impl Repository {
    /// Creates an empty repository. Nothing is loaded until [`Repository::load`] is called.
    pub fn new(store: Arc<dyn DataStore>, owner: Option<User>) -> Self {
        Self {
            store,
            owner,
            tasks: RwLock::new(Vec::new()),
            projects: RwLock::new(Vec::new()),
        }
    }

    /// Resolves the current user and loads both collections.
    ///
    /// If nobody is signed in the repository starts empty and every creation fails with
    /// [`Error::Unauthenticated`].
    #[tracing::instrument(skip_all)]
    pub async fn initialize(store: Arc<dyn DataStore>, identity: &dyn Identity) -> Self {
        match identity.me().await {
            Ok(user) => {
                let repository = Self::new(store, Some(user));
                repository.load().await;
                repository
            }
            Err(err) => {
                tracing::error!("Initialization error: {}", err);
                Self::new(store, None)
            }
        }
    }

    pub fn owner(&self) -> Option<&User> {
        self.owner.as_ref()
    }

    /// Loads tasks and projects concurrently.
    pub async fn load(&self) {
        tokio::join!(self.load_tasks(), self.load_projects());
    }

    /// Replaces the local tasks with the stored ones, newest first.
    ///
    /// A failed fetch empties the collection, creates the table if it is missing and fetches
    /// once more. A second failure is logged and the collection stays empty.
    #[tracing::instrument(skip(self))]
    pub async fn load_tasks(&self) {
        let kind = EntityKind::Tasks;
        let order = OrderBy::descending("created_at");
        let records = match self.store.list(kind, order).await {
            Ok(records) => records,
            Err(err) => {
                tracing::error!("Error loading tasks: {}", err);
                self.tasks.write().await.clear();
                self.bootstrap(kind, order).await
            }
        };
        let tasks = decode_all(records, Task::from_record, kind);
        tracing::info!("Loaded {} tasks", tasks.len());
        *self.tasks.write().await = tasks;
    }

    /// Replaces the local projects with the stored ones, oldest first.
    ///
    /// Failures are handled the same way as for [`Repository::load_tasks`].
    #[tracing::instrument(skip(self))]
    pub async fn load_projects(&self) {
        let kind = EntityKind::Projects;
        let order = OrderBy::ascending("created_at");
        let records = match self.store.list(kind, order).await {
            Ok(records) => records,
            Err(err) => {
                tracing::error!("Error loading projects: {}", err);
                self.projects.write().await.clear();
                self.bootstrap(kind, order).await
            }
        };
        let projects = decode_all(records, Project::from_record, kind);
        tracing::info!("Loaded {} projects", projects.len());
        *self.projects.write().await = projects;
    }

    /// Creates the table for `kind` if it is missing and lists it once more.
    async fn bootstrap(&self, kind: EntityKind, order: OrderBy) -> Vec<Record> {
        if let Err(err) = self.store.execute(kind.create_table_statement()).await {
            tracing::error!("Error creating {} table: {}", kind.table(), err);
            return Vec::new();
        }
        tracing::warn!("Created missing {} table, retrying", kind.table());
        self.store.list(kind, order).await.unwrap_or_else(|err| {
            tracing::error!("Error loading {} after creating table: {}", kind.table(), err);
            Vec::new()
        })
    }

    /// Snapshot of all tasks, newest first.
    pub async fn tasks(&self) -> Vec<Task> {
        self.tasks.read().await.clone()
    }

    /// Snapshot of all projects, oldest first.
    pub async fn projects(&self) -> Vec<Project> {
        self.projects.read().await.clone()
    }

    pub async fn task(&self, id: &str) -> Option<Task> {
        self.tasks.read().await.iter().find(|task| task.id == id).cloned()
    }

    /// Counts for the sidebar at `now`.
    pub async fn counts<Tz: TimeZone>(&self, now: &DateTime<Tz>) -> TaskCounts {
        let tasks = self.tasks.read().await;
        let projects = self.projects.read().await;
        compute_counts(&tasks, &projects, now)
    }

    /// Everything needed to render `view` at `now`.
    pub async fn view<Tz: TimeZone>(&self, view: &View, now: &DateTime<Tz>) -> ViewModel {
        let tasks = self.tasks.read().await;
        let projects = self.projects.read().await;
        ViewModel::build(&tasks, &projects, view, now)
    }

    fn owner_id(&self) -> Result<&str, Error> {
        self.owner
            .as_ref()
            .map(|user| user.id.as_str())
            .ok_or(Error::Unauthenticated)
    }

    /// Creates a task and puts it at the top of the list.
    #[tracing::instrument(skip(self))]
    pub async fn create_task(&self, input: TaskInput) -> Result<Task, Error> {
        let input = input.normalized();
        if input.title.is_empty() {
            tracing::debug!("Ignoring task without a title");
            return Err(Error::EmptyTitle);
        }
        let task = Task::create(input, self.owner_id()?, Utc::now());

        let stored = self
            .store
            .create(EntityKind::Tasks, task.to_record()?)
            .await
            .inspect_err(|err| tracing::error!("Error saving task: {}", err))?;
        // Already persisted; fall back to what was sent.
        let task = Task::from_record(stored).unwrap_or_else(|err| {
            tracing::warn!("Store echoed an unreadable task, keeping the sent one: {}", err);
            task
        });

        self.tasks.write().await.insert(0, task.clone());
        Ok(task)
    }

    /// Replaces the editable fields of the task with `id`.
    ///
    /// Returns `Ok(None)` without touching the store when no such task is loaded.
    #[tracing::instrument(skip(self))]
    pub async fn update_task(&self, id: &str, patch: TaskInput) -> Result<Option<Task>, Error> {
        let patch = patch.normalized();
        if patch.title.is_empty() {
            tracing::debug!("Ignoring edit without a title");
            return Err(Error::EmptyTitle);
        }
        let Some(current) = self.task(id).await else {
            return Ok(None);
        };
        let edited = current.edited(patch, Utc::now());

        self.store
            .update(EntityKind::Tasks, id, edited.to_record()?)
            .await
            .inspect_err(|err| tracing::error!("Error saving task: {}", err))?;

        Ok(self.replace_task(edited).await)
    }

    /// Flips the completion state of the task with `id`.
    ///
    /// Returns `Ok(None)` without touching the store when no such task is loaded.
    #[tracing::instrument(skip(self))]
    pub async fn toggle_task(&self, id: &str) -> Result<Option<Task>, Error> {
        let Some(current) = self.task(id).await else {
            return Ok(None);
        };
        let toggled = current.toggled();

        self.store
            .update(EntityKind::Tasks, id, toggled.to_record()?)
            .await
            .inspect_err(|err| tracing::error!("Error toggling task: {}", err))?;

        Ok(self.replace_task(toggled).await)
    }

    /// Deletes the task with `id`, returning whether a task was removed.
    #[tracing::instrument(skip(self))]
    pub async fn delete_task(&self, id: &str) -> Result<bool, Error> {
        if self.task(id).await.is_none() {
            return Ok(false);
        }

        self.store
            .delete(EntityKind::Tasks, id)
            .await
            .inspect_err(|err| tracing::error!("Error deleting task: {}", err))?;

        let mut tasks = self.tasks.write().await;
        let before = tasks.len();
        tasks.retain(|task| task.id != id);
        Ok(tasks.len() != before)
    }

    /// Creates a project and appends it to the list.
    #[tracing::instrument(skip(self))]
    pub async fn create_project(&self, input: ProjectInput) -> Result<Project, Error> {
        let input = input.normalized();
        if input.name.is_empty() {
            tracing::debug!("Ignoring project without a name");
            return Err(Error::EmptyName);
        }
        if !input.has_palette_color() {
            return Err(Error::UnknownColor(input.color.unwrap_or_default()));
        }
        let project = Project::create(input, self.owner_id()?, Utc::now());

        let stored = self
            .store
            .create(EntityKind::Projects, project.to_record()?)
            .await
            .inspect_err(|err| tracing::error!("Error creating project: {}", err))?;
        let project = Project::from_record(stored).unwrap_or_else(|err| {
            tracing::warn!("Store echoed an unreadable project, keeping the sent one: {}", err);
            project
        });

        self.projects.write().await.push(project.clone());
        Ok(project)
    }

    /// Swaps in `task` for the loaded task with the same id.
    ///
    /// The task may have been deleted while the store call was in flight; it is not revived.
    async fn replace_task(&self, task: Task) -> Option<Task> {
        let mut tasks = self.tasks.write().await;
        let slot = tasks.iter_mut().find(|existing| existing.id == task.id)?;
        *slot = task.clone();
        Some(task)
    }
}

# # # # # # #

** EXERCISE OBJECTIVE **
Where the data above reaches the line holding "return Vec::new();", begin printing, and stop after the line holding "pub async fn counts<Tz: TimeZone>(&self, now: &DateTime<Tz>)". Each line must be reproduced exactly, with nothing else added.

** EXERCISE RESPONSE **
            return Vec::new();
        }
        tracing::warn!("Created missing {} table, retrying", kind.table());
        self.store.list(kind, order).await.unwrap_or_else(|err| {
            tracing::error!("Error loading {} after creating table: {}", kind.table(), err);
            Vec::new()
        })
    }

    /// Snapshot of all tasks, newest first.
    pub async fn tasks(&self) -> Vec<Task> {
        self.tasks.read().await.clone()
    }

    /// Snapshot of all projects, oldest first.
    pub async fn projects(&self) -> Vec<Project> {
        self.projects.read().await.clone()
    }

    pub async fn task(&self, id: &str) -> Option<Task> {
        self.tasks.read().await.iter().find(|task| task.id == id).cloned()
    }

    /// Counts for the sidebar at `now`.
    pub async fn counts<Tz: TimeZone>(&self, now: &DateTime<Tz>) -> TaskCounts {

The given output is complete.